Schematic diagram of the antibacterial and anti-melanosis activity of OEO + CLEO on Pacific white shrimp during cold storage.

4. Conclusions

This work describes the ability of essential oil treatment to extend the shelf life of Pacific white shrimp. The antioxidant and antibacterial efficiency of the four essential oils were screening via in-vitro experiment. It was found that CLEO and OEO had higher antioxidant and antibacterial effect than WOEO and TTEO. Therefore, CLEO and OEO were applied to preserve shrimp for further in-situ study. The results indicated that both CLEO and OEO could inhibit the quality deterioration of shrimp effectively. The CLEO displayed higher antioxidant activity, as well as a higher inhibitory effect on PPO activity and melanosis, while OEO had higher effect on preventing the increase of bacterial growth, TVB-N value, weight loss, and TCA-soluble peptides.
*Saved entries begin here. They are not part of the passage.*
#![allow(deprecated)]
use assert_cmd::Command;
use predicates::prelude::*;
use std::path::Path;
use tempfile::TempDir;

/// A project directory plus an empty home so the user's real rules never
/// leak into a test.
struct Project {
    dir: TempDir,
    home: TempDir,
}

impl Project {
    fn new() -> Self {
        Self {
            dir: TempDir::new().unwrap(),
            home: TempDir::new().unwrap(),
        }
    }

    fn write(&self, relative: &str, body: &str) -> &Self {
        write(self.dir.path(), relative, body);
        self
    }

    fn cmd(&self) -> Command {
        let mut cmd = Command::cargo_bin("coding-context").unwrap();
        cmd.current_dir(self.dir.path())
            .env("CODING_CONTEXT_DIR", self.dir.path())
            .env("HOME", self.home.path())
            .env_remove("RUST_LOG");
        cmd
    }
}

fn write(root: &Path, relative: &str, body: &str) {
    let path = root.join(relative);
    std::fs::create_dir_all(path.parent().unwrap()).unwrap();
    std::fs::write(path, body).unwrap();
}

// ---------------------------------------------------------------------------
// coding-context run
// ---------------------------------------------------------------------------

#[test]
fn run_prints_rules_then_task() {
    let project = Project::new();
    project
        .write(".agents/rules/style.md", "Use tabs.\n")
        .write(".agents/tasks/fix-bug.md", "Fix the bug.\n");

    project
        .cmd()
        .args(["run", "fix-bug"])
        .assert()
        .success()
        .stdout("Use tabs.\n\nFix the bug.\n");
}

#[test]
fn run_expands_parameters_and_commands() {
    let project = Project::new();
    project.write(
        ".agents/tasks/hello.md",
        "Hello ${name}, today is !`echo Monday`",
    );

    project
        .cmd()
        .args(["run", "hello", "-p", "name=Ada"])
        .assert()
        .success()
        .stdout(predicate::str::contains("Hello Ada, today is Monday\n"));
}

#[test]
fn run_resolves_slash_commands() {
    let project = Project::new();
    project
        .write(".agents/commands/deploy.md", "Deploy to ${env} (${1}).\n")
        .write(".agents/tasks/release.md", "Release notes.\n/deploy env=\"prod eu\"\n");

    project
        .cmd()
        .args(["run", "release"])
        .assert()
        .success()
        .stdout("Release notes.\nDeploy to prod eu (env=\"prod eu\").\n");
}

#[test]
fn run_filters_rules_with_selectors() {
    let project = Project::new();
    project
        .write(".agents/rules/prod.md", "---\nenv: production\n---\nProd rule\n")
        .write(".agents/rules/dev.md", "---\nenv: development\n---\nDev rule\n")
        .write(".agents/tasks/t.md", "Task\n");

    project
        .cmd()
        .args(["run", "t", "-s", "env=development"])
        .assert()
        .success()
        .stdout(predicate::str::contains("Dev rule"))
        .stdout(predicate::str::contains("Prod rule").not());
}

#[test]
fn run_excludes_rules_native_to_the_agent() {
    let project = Project::new();
    project
        .write("CLAUDE.md", "Claude memory\n")
        .write(".cursor/rules/c.mdc", "Cursor rule\n")
        .write(".agents/tasks/t.md", "Task\n");

    project
        .cmd()
        .args(["run", "t", "-a", "claude"])
        .assert()
        .success()
        .stdout(predicate::str::contains("Cursor rule"))
        .stdout(predicate::str::contains("Claude memory").not());
}

#[test]
fn run_appends_user_prompt() {
    let project = Project::new();
    project.write(".agents/tasks/t.md", "Task body\n");

    project
        .cmd()
        .args(["run", "t", "--prompt", "Also check ${area}", "-p", "area=tests"])
        .assert()
        .success()
        .stdout("Task body\n---\nAlso check tests\n");
}

#[test]
fn run_resume_skips_rules() {
    let project = Project::new();
    project
        .write(".agents/rules/r.md", "Rule\n")
        .write(".agents/tasks/t.md", "Task\n");

    project
        .cmd()
        .args(["run", "t", "--resume"])
        .assert()
        .success()
        .stdout("Task\n");
}

#[test]
fn run_uses_extra_search_paths() {
    let project = Project::new();
    let shared = TempDir::new().unwrap();
    write(shared.path(), ".agents/rules/shared.md", "Shared rule\n");
    project.write(".agents/tasks/t.md", "Task\n");

    project
        .cmd()
        .args(["run", "t", "-d"])
        .arg(shared.path())
        .assert()
        .success()
        .stdout("Shared rule\n\nTask\n");
}

#[test]
fn run_json_reports_everything() {
    let project = Project::new();
    project
        .write(".agents/rules/r.md", "Rule\n")
        .write(".agents/tasks/t.md", "Task\n");

    let output = project
        .cmd()
        .args(["--json", "run", "t"])
        .assert()
        .success()
        .get_output()
        .stdout
        .clone();
    let value: serde_json::Value = serde_json::from_slice(&output).unwrap();
    assert_eq!(value["prompt"], "Rule\n\nTask\n");
    assert_eq!(value["task"]["content"], "Task\n");
    assert_eq!(value["rules"].as_array().unwrap().len(), 1);
    assert!(value["tokens"].is_u64());
}

#[test]
fn run_writes_output_file() {
    let project = Project::new();
    project.write(".agents/tasks/t.md", "Task\n");
    let out = project.dir.path().join("out/prompt.md");

    project
        .cmd()
        .args(["run", "t", "-o"])
        .arg(&out)
        .assert()
        .success()
        .stdout(predicate::str::contains("Wrote"));
    assert_eq!(std::fs::read_to_string(out).unwrap(), "Task\n");
}

#[test]
fn run_bootstrap_output_stays_off_stdout() {
    let project = Project::new();
    project
        .write(".agents/rules/setup.md", "Setup rule\n")
        .write(".agents/rules/setup-bootstrap", "#!/bin/sh\necho booting\n")
        .write(".agents/tasks/t.md", "Task\n");

    project
        .cmd()
        .args(["run", "t"])
        .assert()
        .success()
        .stdout("Setup rule\n\nTask\n")
        .stderr(predicate::str::contains("booting"));
}

#[test]
fn run_fails_when_bootstrap_fails() {
    let project = Project::new();
    project
        .write(".agents/rules/setup.md", "Setup rule\n")
        .write(".agents/rules/setup-bootstrap", "#!/bin/sh\nexit 4\n")
        .write(".agents/tasks/t.md", "Task\n");

    project
        .cmd()
        .args(["run", "t"])
        .assert()
        .failure()
        .stderr(predicate::str::contains("bootstrap"));
}

// ---------------------------------------------------------------------------
// Errors
// ---------------------------------------------------------------------------

#[test]
fn unknown_task_fails() {
    let project = Project::new();
    project
        .cmd()
        .args(["run", "missing"])
        .assert()
        .failure()
        .stderr(predicate::str::contains("task not found: missing"));
}

#[test]
fn unknown_agent_fails() {
    let project = Project::new();
    project.write(".agents/tasks/t.md", "Task\n");
    project
        .cmd()
        .args(["run", "t", "-a", "emacs"])
        .assert()
        .failure()
        .stderr(predicate::str::contains("unknown agent 'emacs'"));
}

#[test]
fn malformed_parameter_fails() {
    let project = Project::new();
    project.write(".agents/tasks/t.md", "Task\n");
    project
        .cmd()
        .args(["run", "t", "-p", "novalue"])
        .assert()
        .failure()
        .stderr(predicate::str::contains("invalid parameter 'novalue'"));
}

#[test]
fn unclosed_quote_in_task_fails() {
    let project = Project::new();
    project.write(".agents/tasks/t.md", "/deploy \"prod\n");
    project
        .cmd()
        .args(["run", "t"])
        .assert()
        .failure()
        .stderr(predicate::str::contains("unclosed quote"));
}

#[test]
fn missing_slash_command_fails() {
    let project = Project::new();
    project.write(".agents/tasks/t.md", "/ghost\n");
    project
        .cmd()
        .args(["run", "t"])
        .assert()
        .failure()
        .stderr(predicate::str::contains("command not found: /ghost"));
}

#[test]
fn path_in_prose_is_not_a_command() {
    let project = Project::new();
    project.write(".agents/tasks/t.md", "Save the logs in /tmp first\n");
    project
        .cmd()
        .args(["run", "t"])
        .assert()
        .success()
        .stdout("Save the logs in /tmp first\n");
}

// ---------------------------------------------------------------------------
// coding-context list
// ---------------------------------------------------------------------------

#[test]
fn list_shows_tasks() {
    let project = Project::new();
    project
        .write(".agents/tasks/fix-bug.md", "---\ndescription: Fix a reported bug\n---\nBody\n")
        .write(".claude/commands/ignored.md", "Not a task\n")
        .write(".agents/tasks/review.md", "# Review a pull request\n");

    project
        .cmd()
        .arg("list")
        .assert()
        .success()
        .stdout(predicate::str::contains("fix-bug"))
        .stdout(predicate::str::contains("Fix a reported bug"))
        .stdout(predicate::str::contains("Review a pull request"))
        .stdout(predicate::str::contains("ignored").not());
}

#[test]
fn list_json() {
    let project = Project::new();
    project.write(".agents/tasks/a.md", "Alpha\n");

    let output = project
        .cmd()
        .args(["list", "--json"])
        .assert()
        .success()
        .get_output()
        .stdout
        .clone();
    let value: serde_json::Value = serde_json::from_slice(&output).unwrap();
    assert_eq!(value[0]["name"], "a");
    assert_eq!(value[0]["description"], "Alpha");
}

#[test]
fn list_without_tasks() {
    let project = Project::new();
    project
        .cmd()
        .arg("list")
        .assert()
        .success()
        .stdout(predicate::str::contains("No tasks found."));
}
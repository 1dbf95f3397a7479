use super::SlashCommand;
use crate::params::Params;
use std::borrow::Cow;
use std::fmt;

pub const ARGUMENTS_KEY: &str = "ARGUMENTS";

/// One slash-command argument. Positional when `key` is `None`.
#[derive(Debug, Clone, PartialEq, Eq)]
pub struct Argument {
    pub key: Option<String>,
    pub value: String,
}

impl Argument {
    pub fn positional(value: impl Into<String>) -> Self {
        Self {
            key: None,
            value: value.into(),
        }
    }

    pub fn named(key: impl Into<String>, value: impl Into<String>) -> Self {
        Self {
            key: Some(key.into()),
            value: value.into(),
        }
    }
}

impl fmt::Display for Argument {
    fn fmt(&self, f: &mut fmt::Formatter<'_>) -> fmt::Result {
        if let Some(key) = &self.key {
            write!(f, "{key}=")?;
        }
        f.write_str(&quote_if_needed(&self.value))
    }
}

impl SlashCommand {
    /// Parameters seen by the command's template: `1..N` for every argument
    /// in source order (a named argument contributes its `key=value` form),
    /// each named key, and `ARGUMENTS` with all arguments joined by spaces.
    pub fn params(&self) -> Params {
        let mut params = Params::new();
        for (i, argument) in self.arguments.iter().enumerate() {
            let position = (i + 1).to_string();
            match &argument.key {
                Some(key) => {
                    params.insert(position, argument.to_string());
                    params.insert(key.clone(), argument.value.clone());
                }
                None => params.insert(position, argument.value.clone()),
            }
        }
        let joined: Vec<String> = self.arguments.iter().map(|a| a.to_string()).collect();
        params.insert(ARGUMENTS_KEY, joined.join(" "));
        params
    }
}

/// Strip a matching pair of surrounding quotes and decode escapes inside.
/// Anything not wrapped in matching quotes is returned untouched.
pub fn decode_value(raw: &str) -> String {
    match strip_quotes(raw) {
        Some(inner) => decode_escapes(inner),
        None => raw.to_string(),
    }
}

fn strip_quotes(raw: &str) -> Option<&str> {
    let first = raw.chars().next()?;
    if raw.len() < 2 || !(first == '"' || first == '\'') || !raw.ends_with(first) {
        return None;
    }
    Some(&raw[1..raw.len() - 1])
}

/// Decode backslash escapes.
///
/// Incomplete `\u`/`\x` sequences are kept verbatim with their backslash; an
/// unknown escape keeps only the escaped character. Byte escapes (`\xHH`,
/// octal) are collected as raw bytes, so invalid UTF-8 comes out as U+FFFD.
pub fn decode_escapes(input: &str) -> String {
    if !input.contains('\\') {
        return input.to_string();
    }

    let bytes = input.as_bytes();
    let mut out = Vec::with_capacity(bytes.len());
    let mut i = 0;

    while i < bytes.len() {
        if bytes[i] != b'\\' {
            out.push(bytes[i]);
            i += 1;
            continue;
        }
        let Some(&next) = bytes.get(i + 1) else {
            out.push(b'\\');
            break;
        };
        match next {
            b'n' | b't' | b'r' | b'\\' | b'"' | b'\'' => {
                out.push(match next {
                    b'n' => b'\n',
                    b't' => b'\t',
                    b'r' => b'\r',
                    other => other,
                });
                i += 2;
            }
            b'u' => match hex_value(bytes, i + 2, 4).and_then(char::from_u32) {
                Some(c) => {
                    let mut buf = [0u8; 4];
                    out.extend_from_slice(c.encode_utf8(&mut buf).as_bytes());
                    i += 6;
                }
                None => {
                    out.extend_from_slice(b"\\u");
                    i += 2;
                }
            },
            b'x' => match hex_value(bytes, i + 2, 2) {
                Some(v) => {
                    out.push(v as u8);
                    i += 4;
                }
                None => {
                    out.extend_from_slice(b"\\x");
                    i += 2;
                }
            },
            b'0'..=b'7' => {
                let (value, len) = octal_value(&bytes[i + 1..]);
                out.push(value);
                i += 1 + len;
            }
            // Drop the backslash; the escaped character is copied next round.
            _ => i += 1,
        }
    }

    match String::from_utf8(out) {
        Ok(s) => s,
        Err(e) => String::from_utf8_lossy(e.as_bytes()).into_owned(),
    }
}

fn hex_value(bytes: &[u8], start: usize, count: usize) -> Option<u32> {
    let digits = bytes.get(start..start + count)?;
    if !digits.iter().all(u8::is_ascii_hexdigit) {
        return None;
    }
    let digits = std::str::from_utf8(digits).ok()?;
    u32::from_str_radix(digits, 16).ok()
}

/// Up to three octal digits, dropping the third if it would overflow a byte.
fn octal_value(bytes: &[u8]) -> (u8, usize) {
    let len = bytes
        .iter()
        .take(3)
        .take_while(|b| (b'0'..=b'7').contains(*b))
        .count();
    let parse = |n: usize| {
        bytes[..n]
            .iter()
            .fold(0u32, |acc, b| acc * 8 + u32::from(b - b'0'))
    };
    let value = parse(len);
    if value > 255 {
        (parse(len - 1) as u8, len - 1)
    } else {
        (value as u8, len)
    }
}

fn quote_if_needed(value: &str) -> Cow<'_, str> {
    let plain = !value.is_empty()
        && !value.chars().any(|c| {
            c.is_whitespace() || c.is_control() || matches!(c, '"' | '\'' | '=' | '/' | '\\')
        });
    if plain {
        return Cow::Borrowed(value);
    }
    let mut quoted = String::with_capacity(value.len() + 2);
    quoted.push('"');
    for c in value.chars() {
        match c {
            '"' => quoted.push_str("\\\""),
            '\\' => quoted.push_str("\\\\"),
            '\n' => quoted.push_str("\\n"),
            '\t' => quoted.push_str("\\t"),
            '\r' => quoted.push_str("\\r"),
            c => quoted.push(c),
        }
    }
    quoted.push('"');
    Cow::Owned(quoted)
}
This study highlighted that the combination of CLEO and OEO enhanced their antioxidant and antibacterial effect, and could maintain the quality of shrimp most effectively, consequently prolonging the microbiological shelf-life by about 4 days. Therefore, this study expanded the usage of EOs in Pacific white shrimp, and the convenience of this method made it to be a potential use for industrial application.